3. In First Appeal No. 568 of 2010, the wife has challenged the judgment and decree passed by the Family Court in Family Suit No. 215 of 2008 by virtue of which the husband has been granted decree of divorce. In First Appeal No. 736 of 2009, the wife has challenged very same judgment of Family Court in so far as her petition for judicial separation was dismissed. The wife has also sought enhancement of the monthly maintenance of Rs. 3000.00 fixed by the Family Court on the ground that the husband is earning handsome income. He is employed as a Clerk in a Co-operative Bank. He has additional source of income from musical orchestra in which he participates professionally.

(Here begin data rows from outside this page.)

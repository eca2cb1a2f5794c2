use salvo::http::StatusCode;
use thiserror::Error;

use lexbook_service::error::ServiceError;

/// Application-level errors (HTTP layer)
#[derive(Error, Debug)]
pub enum AppError {
    #[error(transparent)]
    ServiceError(#[from] ServiceError),

    #[error(transparent)]
    ScheduleError(#[from] lexbook_schedule::error::ScheduleError),

    #[error(transparent)]
    CoreError(#[from] lexbook_core::error::CoreError),
}

impl AppError {
    /// ## Summary
    /// Maps the error onto the status code returned to the wizard.
    ///
    /// Backend 4xx responses pass through; other backend and transport
    /// failures become 502.
    #[must_use]
    pub fn status_code(&self) -> StatusCode {
        match self {
            Self::ServiceError(ServiceError::Backend { status, .. }) => {
                match StatusCode::from_u16(*status) {
                    Ok(code) if code.is_client_error() => code,
                    _ => StatusCode::BAD_GATEWAY,
                }
            }
            Self::ServiceError(ServiceError::HttpError(_)) => StatusCode::BAD_GATEWAY,
            Self::ServiceError(
                ServiceError::ValidationError(_) | ServiceError::ScheduleError(_),
            )
            | Self::ScheduleError(_) => StatusCode::BAD_REQUEST,
            Self::ServiceError(ServiceError::InvalidUrl(_)) | Self::CoreError(_) => {
                StatusCode::INTERNAL_SERVER_ERROR
            }
        }
    }
}

pub type AppResult<T> = std::result::Result<T, AppError>;
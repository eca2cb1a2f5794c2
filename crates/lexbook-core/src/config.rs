use std::fmt;
use std::str::FromStr;

use anyhow::Result;
use chrono::NaiveTime;
use chrono_tz::Tz;
use config::{Config, ConfigBuilder, builder::DefaultState};
use serde::Deserialize;

use crate::error::{CoreError, CoreResult};

#[derive(Debug, Clone, Deserialize)]
pub struct Settings {
    pub server: ServerConfig,
    pub backend: BackendConfig,
    pub schedule: ScheduleConfig,
    pub logging: LoggingConfig,
}

#[derive(Debug, Clone, Deserialize)]
pub struct ServerConfig {
    pub host: String,
    pub port: u16,
}

impl ServerConfig {
    /// ## Summary
    /// Returns the listen address in the format "host:port".
    #[must_use]
    pub fn bind_addr(&self) -> String {
        format!("{}:{}", self.host, self.port)
    }
}

/// Connection settings for the external availability backend.
#[derive(Clone, Deserialize)]
pub struct BackendConfig {
    pub base_url: String,
    /// Bearer token; redacted from `Debug` output.
    pub token: Option<String>,
    pub timeout_secs: u64,
}

impl fmt::Debug for BackendConfig {
    fn fmt(&self, f: &mut fmt::Formatter<'_>) -> fmt::Result {
        f.debug_struct("BackendConfig")
            .field("base_url", &self.base_url)
            .field("token", &self.token.as_ref().map(|_| "***"))
            .field("timeout_secs", &self.timeout_secs)
            .finish()
    }
}

#[derive(Debug, Clone, Deserialize)]
pub struct ScheduleConfig {
    /// IANA zone used to decide what "today" is.
    pub timezone: String,
    pub default_max_dates: u16,
    /// Local `HH:MM` after which today no longer counts as an occurrence.
    pub same_day_cutoff: Option<String>,
}

impl ScheduleConfig {
    /// ## Summary
    /// Resolves the configured IANA timezone.
    ///
    /// ## Errors
    /// Returns `CoreError::ConfigError` if the name is not a known IANA zone.
    pub fn tz(&self) -> CoreResult<Tz> {
        Tz::from_str(self.timezone.trim())
            .map_err(|err| CoreError::ConfigError(format!("schedule.timezone: {err}")))
    }

    /// ## Summary
    /// Parses the optional same-day cutoff.
    ///
    /// ## Errors
    /// Returns `CoreError::ConfigError` if the value is present but not `HH:MM`.
    pub fn cutoff(&self) -> CoreResult<Option<NaiveTime>> {
        self.same_day_cutoff
            .as_deref()
            .map(str::trim)
            .filter(|raw| !raw.is_empty())
            .map(|raw| {
                NaiveTime::parse_from_str(raw, "%H:%M").map_err(|err| {
                    CoreError::ConfigError(format!("schedule.same_day_cutoff {raw:?}: {err}"))
                })
            })
            .transpose()
    }
}

#[derive(Debug, Clone, Deserialize)]
pub struct LoggingConfig {
    pub level: String,
}

impl Settings {
    /// ## Summary
    /// Returns a builder pre-populated with every default value.
    ///
    /// ## Errors
    /// Returns an error if a default cannot be set.
    pub fn defaults() -> Result<ConfigBuilder<DefaultState>> {
        Ok(Config::builder()
            .set_default("server.host", "0.0.0.0")?
            .set_default("server.port", 8699)?
            .set_default("backend.base_url", "http://localhost:8000")?
            .set_default("backend.timeout_secs", 15)?
            .set_default("schedule.timezone", "UTC")?
            .set_default("schedule.default_max_dates", 10)?
            .set_default("logging.level", "debug")?)
    }

    /// ## Summary
    /// Loads configuration from environment variables and `config.toml` into a `Settings`.
    /// Environment variables (`LEXBOOK_SECTION__KEY`) take precedence over file values.
    ///
    /// ## Errors
    /// Returns an error if building the configuration, deserializing it,
    /// or validating the schedule section fails.
    pub fn load() -> Result<Self> {
        let config = Self::defaults()?
            // TOML file
            .add_source(config::File::with_name("config.toml").required(false))
            // Env
            .add_source(Self::environment())
            .build()?;
        Self::from_config(config)
    }

    /// `LEXBOOK_<SECTION>__<KEY>` variables; empty values are skipped.
    fn environment() -> config::Environment {
        config::Environment::with_prefix("LEXBOOK")
            .prefix_separator("_")
            .separator("__")
            .ignore_empty(true)
            .try_parsing(true)
    }

    /// ## Summary
    /// Deserializes and validates an already built configuration.
    ///
    /// ## Errors
    /// Returns an error if deserialization fails, the timezone is unknown,
    /// the cutoff is malformed, or `default_max_dates` is zero.
    pub fn from_config(config: Config) -> Result<Self> {
        let settings = config.try_deserialize::<Settings>()?;
        settings.schedule.tz()?;
        settings.schedule.cutoff()?;
        if settings.schedule.default_max_dates == 0 {
            return Err(CoreError::ConfigError(
                "schedule.default_max_dates must be greater than zero".to_string(),
            )
            .into());
        }
        Ok(settings)
    }
}

/// ## Summary
/// Loads configuration from environment variables and `.env` file.
///
/// ## Errors
/// Returns an error if loading or deserializing the configuration fails.
pub fn load_config() -> Result<Settings> {
    match dotenvy::dotenv() {
        Ok(path) => tracing::debug!(path = %path.display(), "Loaded .env file"),
        Err(err) => tracing::trace!(error = %err, "No .env file loaded"),
    }

    Settings::load()
}
//! Status - worker の観測用カウンタ

use std::sync::atomic::{AtomicU64, Ordering};

use serde::{Deserialize, Serialize};

use super::completion::CompletionOutcome;

/// Point-in-time snapshot of the auto-complete worker.
#[derive(Debug, Clone, Copy, Default, PartialEq, Eq, Serialize, Deserialize)]
pub struct WorkerCounts {
    /// Jobs accepted by the queue.
    pub enqueued: u64,
    /// Enqueue attempts refused (closed or full).
    pub rejected: u64,
    /// Jobs handed to a completion task.
    pub dispatched: u64,
    /// Completion tasks currently sleeping or talking to the store.
    pub in_flight: u64,
    pub completed: u64,
    pub already_completed: u64,
    pub not_found: u64,
    /// Fetch or persist failures (not retried).
    pub failed: u64,
}

#[derive(Debug, Default)]
pub(crate) struct WorkerCounters {
    enqueued: AtomicU64,
    rejected: AtomicU64,
    dispatched: AtomicU64,
    finished: AtomicU64,
    completed: AtomicU64,
    already_completed: AtomicU64,
    not_found: AtomicU64,
    failed: AtomicU64,
}

impl WorkerCounters {
    pub(crate) fn record_enqueued(&self) {
        self.enqueued.fetch_add(1, Ordering::Relaxed);
    }

    pub(crate) fn record_rejected(&self) {
        self.rejected.fetch_add(1, Ordering::Relaxed);
    }

    pub(crate) fn record_dispatched(&self) {
        self.dispatched.fetch_add(1, Ordering::Relaxed);
    }

    pub(crate) fn record_outcome(&self, outcome: CompletionOutcome) {
        let counter = match outcome {
            CompletionOutcome::Completed => &self.completed,
            CompletionOutcome::AlreadyCompleted => &self.already_completed,
            CompletionOutcome::NotFound => &self.not_found,
            CompletionOutcome::FetchFailed | CompletionOutcome::PersistFailed => &self.failed,
        };
        counter.fetch_add(1, Ordering::Relaxed);
        self.finished.fetch_add(1, Ordering::Release);
    }

    pub(crate) fn snapshot(&self) -> WorkerCounts {
        let finished = self.finished.load(Ordering::Acquire);
        let dispatched = self.dispatched.load(Ordering::Acquire);
        WorkerCounts {
            enqueued: self.enqueued.load(Ordering::Relaxed),
            rejected: self.rejected.load(Ordering::Relaxed),
            dispatched,
            in_flight: dispatched.saturating_sub(finished),
            completed: self.completed.load(Ordering::Relaxed),
            already_completed: self.already_completed.load(Ordering::Relaxed),
            not_found: self.not_found.load(Ordering::Relaxed),
            failed: self.failed.load(Ordering::Relaxed),
        }
    }
}
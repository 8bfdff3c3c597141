//! Todo entity and its status state machine.

use chrono::{DateTime, Utc};
use serde::{Deserialize, Serialize};
use std::fmt;
use std::str::FromStr;

use super::ids::{TodoId, UserId};
use crate::error::TodoError;

/// Todo status (closed set).
///
/// Auto-completion transitions:
/// - Pending -> Completed
/// - InProgress -> Completed
/// - Completed は終端。auto-complete でも明示的な update でも戻らない
///
/// Explicit updates may move between pending and in_progress, or to completed.
#[derive(Debug, Clone, Copy, PartialEq, Eq, Hash, Default, Serialize, Deserialize)]
#[serde(rename_all = "snake_case")]
pub enum TodoStatus {
    #[default]
    Pending,
    InProgress,
    Completed,
}

impl TodoStatus {
    pub fn as_str(self) -> &'static str {
        match self {
            TodoStatus::Pending => "pending",
            TodoStatus::InProgress => "in_progress",
            TodoStatus::Completed => "completed",
        }
    }

    /// Is this todo eligible for the deferred auto-completion?
    pub fn is_auto_completable(self) -> bool {
        matches!(self, TodoStatus::Pending | TodoStatus::InProgress)
    }

    pub fn is_completed(self) -> bool {
        self == TodoStatus::Completed
    }
}

impl fmt::Display for TodoStatus {
    fn fmt(&self, f: &mut fmt::Formatter<'_>) -> fmt::Result {
        f.write_str(self.as_str())
    }
}

impl FromStr for TodoStatus {
    type Err = TodoError;

    fn from_str(s: &str) -> Result<Self, Self::Err> {
        match s {
            "pending" => Ok(TodoStatus::Pending),
            "in_progress" => Ok(TodoStatus::InProgress),
            "completed" => Ok(TodoStatus::Completed),
            other => Err(TodoError::InvalidStatus(other.to_string())),
        }
    }
}

/// A persisted todo item.
#[derive(Debug, Clone, PartialEq, Eq, Serialize, Deserialize)]
pub struct Todo {
    pub id: TodoId,
    pub title: String,
    pub description: String,
    pub status: TodoStatus,
    pub owner: UserId,
    pub created_at: DateTime<Utc>,
    pub updated_at: DateTime<Utc>,
}

impl Todo {
    /// Build a fresh todo from validated input.
    pub fn new(id: TodoId, owner: UserId, input: NewTodo, now: DateTime<Utc>) -> Self {
        Self {
            id,
            title: input.title,
            description: input.description,
            status: input.status.unwrap_or_default(),
            owner,
            created_at: now,
            updated_at: now,
        }
    }

    /// Mark this todo completed if it is still pending or in progress.
    ///
    /// Returns `false` (and leaves the todo untouched) when it is already
    /// completed, so callers can skip the write entirely.
    pub fn auto_complete(&mut self, now: DateTime<Utc>) -> bool {
        if !self.status.is_auto_completable() {
            return false;
        }
        self.status = TodoStatus::Completed;
        self.updated_at = now;
        true
    }

    /// Replace the user-editable fields.
    ///
    /// A completed todo stays completed: moving it back to pending or
    /// in_progress is a `TodoError::Validation` and leaves it untouched.
    pub fn apply(&mut self, patch: TodoPatch, now: DateTime<Utc>) -> Result<(), TodoError> {
        if self.status.is_completed() && !patch.status.is_completed() {
            return Err(TodoError::Validation(format!(
                "a completed todo cannot move back to {}",
                patch.status
            )));
        }
        self.title = patch.title;
        self.description = patch.description;
        self.status = patch.status;
        self.updated_at = now;
        Ok(())
    }
}

/// Input for creating a todo.
#[derive(Debug, Clone, Default, PartialEq, Eq, Serialize, Deserialize)]
pub struct NewTodo {
    pub title: String,
    #[serde(default)]
    pub description: String,
    /// Defaults to `pending` when omitted.
    #[serde(default)]
    pub status: Option<TodoStatus>,
}

impl NewTodo {
    pub fn new(title: impl Into<String>) -> Self {
        Self {
            title: title.into(),
            ..Self::default()
        }
    }

    pub fn with_description(mut self, description: impl Into<String>) -> Self {
        self.description = description.into();
        self
    }

    pub fn with_status(mut self, status: TodoStatus) -> Self {
        self.status = Some(status);
        self
    }

    pub fn validate(&self) -> Result<(), TodoError> {
        validate_title(&self.title)
    }
}

/// Full replacement of the user-editable fields.
#[derive(Debug, Clone, PartialEq, Eq, Serialize, Deserialize)]
pub struct TodoPatch {
    pub title: String,
    #[serde(default)]
    pub description: String,
    pub status: TodoStatus,
}

impl TodoPatch {
    pub fn validate(&self) -> Result<(), TodoError> {
        validate_title(&self.title)
    }
}

const MAX_TITLE_LEN: usize = 255;

fn validate_title(title: &str) -> Result<(), TodoError> {
    if title.trim().is_empty() {
        return Err(TodoError::Validation("title must not be empty".to_string()));
    }
    if title.chars().count() > MAX_TITLE_LEN {
        return Err(TodoError::Validation(format!(
            "title must be at most {MAX_TITLE_LEN} characters"
        )));
    }
    Ok(())
}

4. Before the Family Court, the wife’s grounds for judicial separation were that she was ill-treated by the husband and other family members. She was being taunted for inadequate dowry which she had brought. She was made to over work by the family of the husband. She was even when not keeping well, not taken to the doctor for medical treatment. On one occasion, the mother-in-law had falsely blamed her for missing earrings.

5. The husband, initially, also had filed petition seeking decree of judicial separation. However, since for several years after husband and wife, started residing separately there was no reconciliation, the husband sought and was granted permission to amend his petition converting the same into one for divorce under Section 13(l)(ib) of the Hindu Marriage Act, 1955 (“the Act” for short). Case of the husband before the Family Court was that he had treated the wife properly. The wife had never shown willingness to perform her duties and responsibilities of married life. Time and again, she would make false excuses and she was not interested in cohabitation with the husband. She had deserted the husband on 15.5.2001, never to return to the matrimonial home.

6. The Family Court in the impugned judgment, framed following issues:

1. Whether the petitioner-wife Sapnaben proves that opponent has done mental and physical cruelty with her?

2. Whether the petitioner-wife Sapnaben is entitled to get the decree of judicial separation?

3. Whether any of the petitions is premature?

4. Whether the opponent husband Darshanbhai proves that petitioner-wife has deserted him without reasonable and sufficient cause?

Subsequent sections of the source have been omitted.